(Biliyor musunuz, kar gibiydi saçları…)
Gittiğinden beri şu kırmızı Napoliten çikolatalardan yemedim. Sanki evine gittiğimde, yumuşacık elini öptükten sonra, beyaz masanın çekmecesinden çıkarıp verecekmişsin gibi. Herkes seni çok özlüyor biliyor musun dede? Tek kötü söz duymadım hakkında. “Güzel İnsan”lar var ya hani, tek tük kalan, sen onların içinde en sevdiğimsin.
Ben de ameliyat oldum geçenlerde. Esra’yı başka şehirde emanet bırakacak kadar acilmiş durumum, onu almaya gitti annemle babam. Beni de senin evine bıraktılar. Babannem vardı, halamlar, Küçük Ahmet bir de. Sen Küçük Ahmet’i göremedin. Ben erkek olsam adımı Ahmet koyarlardı. Keşke erkek olsaydım. Adını gururla yaşatırdım, sen de görmüş olurdun Küçük Ahmet’i. Son zamanlarında güçlükle çıktığın merdivenleri ben de güçlükle çıktım. Babannem hasta yatağımı nereye hazırlamış biliyor musun’ Senin köşene… Senin yatağın arka odada ama. Onda hep babaannem yatıyormuş. Beyaz uzun masan da yok gittin gideli.
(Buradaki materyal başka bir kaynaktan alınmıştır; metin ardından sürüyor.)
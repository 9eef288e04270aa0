pub mod error;
pub mod store;

pub use error::{ArchiveError, Result};
pub use store::{DocumentStore, StoreOutcome};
Bir sehpa koydular koltuğun önüne. Senin uzandığın yönde uzandım. Her dakika aklımda sen. Masan sonra. Bardak, şişe, kırmızı Marlbora, kaymak, gazete, kalem. Radyon çalıyor hala. Hem de hep. Sadece gece kapatıyorlar, yaptığın gibi. Koltuğun karşısındaki pencere dikiyorum gözlerimi sık sık. Sen ölmeden önce, kuşlar şakımış orada. “Ölme.” demişlerdir belki. 6 yıl olacak, hala alışamıyorum, gözlerim doluyor. Şimdi de ağlıyorum mesela. Sesini unutmak istemiyorum. Hakkında daha fazla şey hatırlamak istiyorum. Gülüşünü gözlerimin önüne getirmeye çalışıyorum.
Keşke ilk torunun ben olsaydım. Daha çok bilirdim seni. Hiç unutmuyorum, bir yılbaşı gecesinde tombala oynamıştın bizle. Yalnız köşende. Git gide daha erimiş görüyordum seni. Evine gelen doktorun serum takarken sana, sen büyü doktor ol dedeni iyileştir demişti. Ben seni iyileştirmek için doktor olacaktım oysa. Yıllar önce kanserini düzgün alsaydı aptal doktorların, yaşayacaktın da. Şimdi tüm sağlık çalışanlarından nefret ediyorum. Sana nasıl acı çektirdikleri geliyor aklıma. Daha fazla yazamıyorum, affet beni. Bir ağlamak tuttu gidiyor. Rüyalarımda daha çok gel, n’olur… İlk rüyama girdiğinde müthiş bir dolma kalem vermiştin bana. Yazıyorum ben de, okuyorum da. Verdiğin kalemin hakkını vermek zorundayım. Bu arada, bana verdiğin çakmağı da saklıyorum yıllardır. Küçükken saçlarımı yakmıştım onunla. Doldurtacağım onu. O kadar uzun zaman oldu ki biteli, gaz kokusu bile kalmadı. 3 gün önce de geldin ya rüyama, Napoliten çikolata aldım o gün. Kırmızısını almaya gönlüm elvermedi, yeşil aldım.
Yanına geldiğimde, kırmızı olanından verir misin?